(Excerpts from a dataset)
use textshape::config::{ApiKey, ApiLogLevel, ClientConfig};
use textshape::error::{Error, ErrorKind};
use textshape::{ChatClient, GenerativeClient, Shaper, ShaperConfig};

const COMPLETIONS_PATH: &str = "/v1/chat/completions";

const SUCCESS_BODY: &str = r#"{
  "id": "chatcmpl-abc",
  "object": "chat.completion",
  "created": 1715000000,
  "model": "gpt-4o-2024-05-13",
  "system_fingerprint": "fp_123",
  "choices": [
    { "index": 0,
      "message": { "role": "assistant", "content": "```\nHELLO\n```" },
      "finish_reason": "stop" }
  ],
  "usage": { "prompt_tokens": 10, "completion_tokens": 3, "total_tokens": 13 }
}"#;

fn client_for(server: &mockito::Server, log_level: ApiLogLevel) -> ChatClient
{   let _ = textshape::logging::init(log_level);
    let config = ClientConfig::default()
      .with_endpoint(format!("{}{}", server.url(), COMPLETIONS_PATH))
      .with_max_tokens(256)
      .with_log_level(log_level);
    ChatClient::new(ApiKey::new("sk-test").unwrap(), config).unwrap()
}

#[tokio::test]
async fn posts_json_with_bearer_token()
{   let mut server = mockito::Server::new_async().await;
    let mock = server
      .mock("POST", COMPLETIONS_PATH)
      .match_header("authorization", "Bearer sk-test")
      .match_header("content-type", "application/json")
      .match_body(mockito::Matcher::PartialJsonString(
        r#"{"model":"gpt-4o","max_tokens":256,"n":1,"stream":false,
            "messages":[{"role":"user","content":"hi"}]}"#.to_string()
      ))
      .with_status(200)
      .with_header("content-type", "application/json")
      .with_body(SUCCESS_BODY)
      .create_async()
      .await;

    let client = client_for(&server, ApiLogLevel::Info);
    let request = client.make_chat_completion("hi");
    let completion = client.request_chat_completion(&request).await.unwrap();

    mock.assert_async().await;
    assert_eq!(completion.id, "chatcmpl-abc");
    assert_eq!(completion.system_fingerprint.as_deref(), Some("fp_123"));
    assert_eq!(completion.choices.len(), 1);
    assert!(!completion.choices[0].is_truncated());
}

#[tokio::test]
async fn bad_request_surfaces_status_and_message()
{   let mut server = mockito::Server::new_async().await;
    let _mock = server
      .mock("POST", COMPLETIONS_PATH)
      .with_status(400)
      .with_body(r#"{"error":{"message":"bad request"}}"#)
      .create_async()
      .await;

    let client = client_for(&server, ApiLogLevel::Debug);
    let request = client.make_chat_completion("hi");
    let err = client.request_chat_completion(&request).await.unwrap_err();

    assert!(matches!(
      err
    , Error::UnexpectedStatusCode { code: 400, ref message } if message == "bad request"
    ));
    assert_eq!(err.kind(), ErrorKind::Protocol);
    let text = err.to_string();
    assert!(text.contains("400"));
    assert!(text.contains("bad request"));
}

#[tokio::test]
async fn unparsable_error_body_is_distinct()
{   let mut server = mockito::Server::new_async().await;
    let _mock = server
      .mock("POST", COMPLETIONS_PATH)
      .with_status(502)
      .with_body("<html>Bad Gateway</html>")
      .create_async()
      .await;

    let client = client_for(&server, ApiLogLevel::Off);
    let request = client.make_chat_completion("hi");
    let err = client.request_chat_completion(&request).await.unwrap_err();

    assert!(matches!(err, Error::MalformedErrorBody { code: 502, .. }));
    assert_eq!(err.kind(), ErrorKind::MalformedBody);
}

#[tokio::test]
async fn unparsable_success_body_is_distinct()
{   let mut server = mockito::Server::new_async().await;
    let _mock = server
      .mock("POST", COMPLETIONS_PATH)
      .with_status(200)
      .with_body("{\"choices\": 42}")
      .create_async()
      .await;

    let client = client_for(&server, ApiLogLevel::Off);
    let request = client.make_chat_completion("hi");
    let err = client.request_chat_completion(&request).await.unwrap_err();

    assert!(matches!(err, Error::MalformedSuccessBody(_)));
}

#[tokio::test]
async fn connection_failure_is_a_transport_error()
{   let config = ClientConfig::default()
      .with_endpoint("http://127.0.0.1:9/v1/chat/completions");
    let client = ChatClient::new(ApiKey::new("sk-test").unwrap(), config)
      .unwrap();
    let request = client.make_chat_completion("hi");
    let err = client.request_chat_completion(&request).await.unwrap_err();

    assert!(matches!(err, Error::Http(_)));
    assert_eq!(err.kind(), ErrorKind::Transport);
}

#[tokio::test]
async fn cancelled_exchange_reports_cancelled()
{   let server = mockito::Server::new_async().await;
    let client = client_for(&server, ApiLogLevel::Off);
    let request = client.make_chat_completion("hi");
    let err = client
      .request_chat_completion_until(&request, std::future::ready(()))
      .await
      .unwrap_err();

    assert!(matches!(err, Error::Cancelled));
}

#[tokio::test]
async fn shaper_round_trip_over_http()
{   let mut server = mockito::Server::new_async().await;
    let _mock = server
      .mock("POST", COMPLETIONS_PATH)
      .match_body(mockito::Matcher::Regex("textshape-input".to_string()))
      .with_status(200)
      .with_body(SUCCESS_BODY)
      .create_async()
      .await;

    let shaper = Shaper::new(
      client_for(&server, ApiLogLevel::Info)
    , &ShaperConfig::default()
    );
    let result = shaper.shape_text("Uppercase", "hello").await.unwrap();

    assert_eq!(result.raw_result(), "```\nHELLO\n```");
    assert_eq!(result.result(), "HELLO\n");
}

#[test]
fn client_rejects_invalid_configuration()
{   let config = ClientConfig::default().with_model("  ");
    let err = ChatClient::new(ApiKey::new("sk-test").unwrap(), config)
      .unwrap_err();
    assert_eq!(err.kind(), ErrorKind::Configuration);
}

#[test]
fn make_chat_completion_follows_config()
{   let config = ClientConfig
    {   seed: 7
      , ..ClientConfig::default().with_model("gpt-4o-mini")
    };
    let client = ChatClient::new(ApiKey::new("sk-test").unwrap(), config)
      .unwrap();
    let request = client.make_chat_completion("hi");
    assert_eq!(request.model, "gpt-4o-mini");
    assert_eq!(request.seed, 7);
    assert_eq!(request.max_tokens, None);
    assert!(!request.stream);
}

- PROBLEM TO SOLVE: Each entry shown above must be retyped word for word.

- ANSWER TO THIS EXERCISE:
use textshape::config::{ApiKey, ApiLogLevel, ClientConfig};
use textshape::error::{Error, ErrorKind};
use textshape::{ChatClient, GenerativeClient, Shaper, ShaperConfig};

const COMPLETIONS_PATH: &str = "/v1/chat/completions";

const SUCCESS_BODY: &str = r#"{
  "id": "chatcmpl-abc",
  "object": "chat.completion",
  "created": 1715000000,
  "model": "gpt-4o-2024-05-13",
  "system_fingerprint": "fp_123",
  "choices": [
    { "index": 0,
      "message": { "role": "assistant", "content": "```\nHELLO\n```" },
      "finish_reason": "stop" }
  ],
  "usage": { "prompt_tokens": 10, "completion_tokens": 3, "total_tokens": 13 }
}"#;

fn client_for(server: &mockito::Server, log_level: ApiLogLevel) -> ChatClient
{   let _ = textshape::logging::init(log_level);
    let config = ClientConfig::default()
      .with_endpoint(format!("{}{}", server.url(), COMPLETIONS_PATH))
      .with_max_tokens(256)
      .with_log_level(log_level);
    ChatClient::new(ApiKey::new("sk-test").unwrap(), config).unwrap()
}

#[tokio::test]
async fn posts_json_with_bearer_token()
{   let mut server = mockito::Server::new_async().await;
    let mock = server
      .mock("POST", COMPLETIONS_PATH)
      .match_header("authorization", "Bearer sk-test")
      .match_header("content-type", "application/json")
      .match_body(mockito::Matcher::PartialJsonString(
        r#"{"model":"gpt-4o","max_tokens":256,"n":1,"stream":false,
            "messages":[{"role":"user","content":"hi"}]}"#.to_string()
      ))
      .with_status(200)
      .with_header("content-type", "application/json")
      .with_body(SUCCESS_BODY)
      .create_async()
      .await;

    let client = client_for(&server, ApiLogLevel::Info);
    let request = client.make_chat_completion("hi");
    let completion = client.request_chat_completion(&request).await.unwrap();

    mock.assert_async().await;
    assert_eq!(completion.id, "chatcmpl-abc");
    assert_eq!(completion.system_fingerprint.as_deref(), Some("fp_123"));
    assert_eq!(completion.choices.len(), 1);
    assert!(!completion.choices[0].is_truncated());
}

#[tokio::test]
async fn bad_request_surfaces_status_and_message()
{   let mut server = mockito::Server::new_async().await;
    let _mock = server
      .mock("POST", COMPLETIONS_PATH)
      .with_status(400)
      .with_body(r#"{"error":{"message":"bad request"}}"#)
      .create_async()
      .await;

    let client = client_for(&server, ApiLogLevel::Debug);
    let request = client.make_chat_completion("hi");
    let err = client.request_chat_completion(&request).await.unwrap_err();

    assert!(matches!(
      err
    , Error::UnexpectedStatusCode { code: 400, ref message } if message == "bad request"
    ));
    assert_eq!(err.kind(), ErrorKind::Protocol);
    let text = err.to_string();
    assert!(text.contains("400"));
    assert!(text.contains("bad request"));
}

#[tokio::test]
async fn unparsable_error_body_is_distinct()
{   let mut server = mockito::Server::new_async().await;
    let _mock = server
      .mock("POST", COMPLETIONS_PATH)
      .with_status(502)
      .with_body("<html>Bad Gateway</html>")
      .create_async()
      .await;

    let client = client_for(&server, ApiLogLevel::Off);
    let request = client.make_chat_completion("hi");
    let err = client.request_chat_completion(&request).await.unwrap_err();

    assert!(matches!(err, Error::MalformedErrorBody { code: 502, .. }));
    assert_eq!(err.kind(), ErrorKind::MalformedBody);
}

#[tokio::test]
async fn unparsable_success_body_is_distinct()
{   let mut server = mockito::Server::new_async().await;
    let _mock = server
      .mock("POST", COMPLETIONS_PATH)
      .with_status(200)
      .with_body("{\"choices\": 42}")
      .create_async()
      .await;

    let client = client_for(&server, ApiLogLevel::Off);
    let request = client.make_chat_completion("hi");
    let err = client.request_chat_completion(&request).await.unwrap_err();

    assert!(matches!(err, Error::MalformedSuccessBody(_)));
}

#[tokio::test]
async fn connection_failure_is_a_transport_error()
{   let config = ClientConfig::default()
      .with_endpoint("http://127.0.0.1:9/v1/chat/completions");
    let client = ChatClient::new(ApiKey::new("sk-test").unwrap(), config)
      .unwrap();
    let request = client.make_chat_completion("hi");
    let err = client.request_chat_completion(&request).await.unwrap_err();

    assert!(matches!(err, Error::Http(_)));
    assert_eq!(err.kind(), ErrorKind::Transport);
}

#[tokio::test]
async fn cancelled_exchange_reports_cancelled()
{   let server = mockito::Server::new_async().await;
    let client = client_for(&server, ApiLogLevel::Off);
    let request = client.make_chat_completion("hi");
    let err = client
      .request_chat_completion_until(&request, std::future::ready(()))
      .await
      .unwrap_err();

    assert!(matches!(err, Error::Cancelled));
}

#[tokio::test]
async fn shaper_round_trip_over_http()
{   let mut server = mockito::Server::new_async().await;
    let _mock = server
      .mock("POST", COMPLETIONS_PATH)
      .match_body(mockito::Matcher::Regex("textshape-input".to_string()))
      .with_status(200)
      .with_body(SUCCESS_BODY)
      .create_async()
      .await;

    let shaper = Shaper::new(
      client_for(&server, ApiLogLevel::Info)
    , &ShaperConfig::default()
    );
    let result = shaper.shape_text("Uppercase", "hello").await.unwrap();

    assert_eq!(result.raw_result(), "```\nHELLO\n```");
    assert_eq!(result.result(), "HELLO\n");
}

#[test]
fn client_rejects_invalid_configuration()
{   let config = ClientConfig::default().with_model("  ");
    let err = ChatClient::new(ApiKey::new("sk-test").unwrap(), config)
      .unwrap_err();
    assert_eq!(err.kind(), ErrorKind::Configuration);
}

#[test]
fn make_chat_completion_follows_config()
{   let config = ClientConfig
    {   seed: 7
      , ..ClientConfig::default().with_model("gpt-4o-mini")
    };
    let client = ChatClient::new(ApiKey::new("sk-test").unwrap(), config)
      .unwrap();
    let request = client.make_chat_completion("hi");
    assert_eq!(request.model, "gpt-4o-mini");
    assert_eq!(request.seed, 7);
    assert_eq!(request.max_tokens, None);
    assert!(!request.stream);
}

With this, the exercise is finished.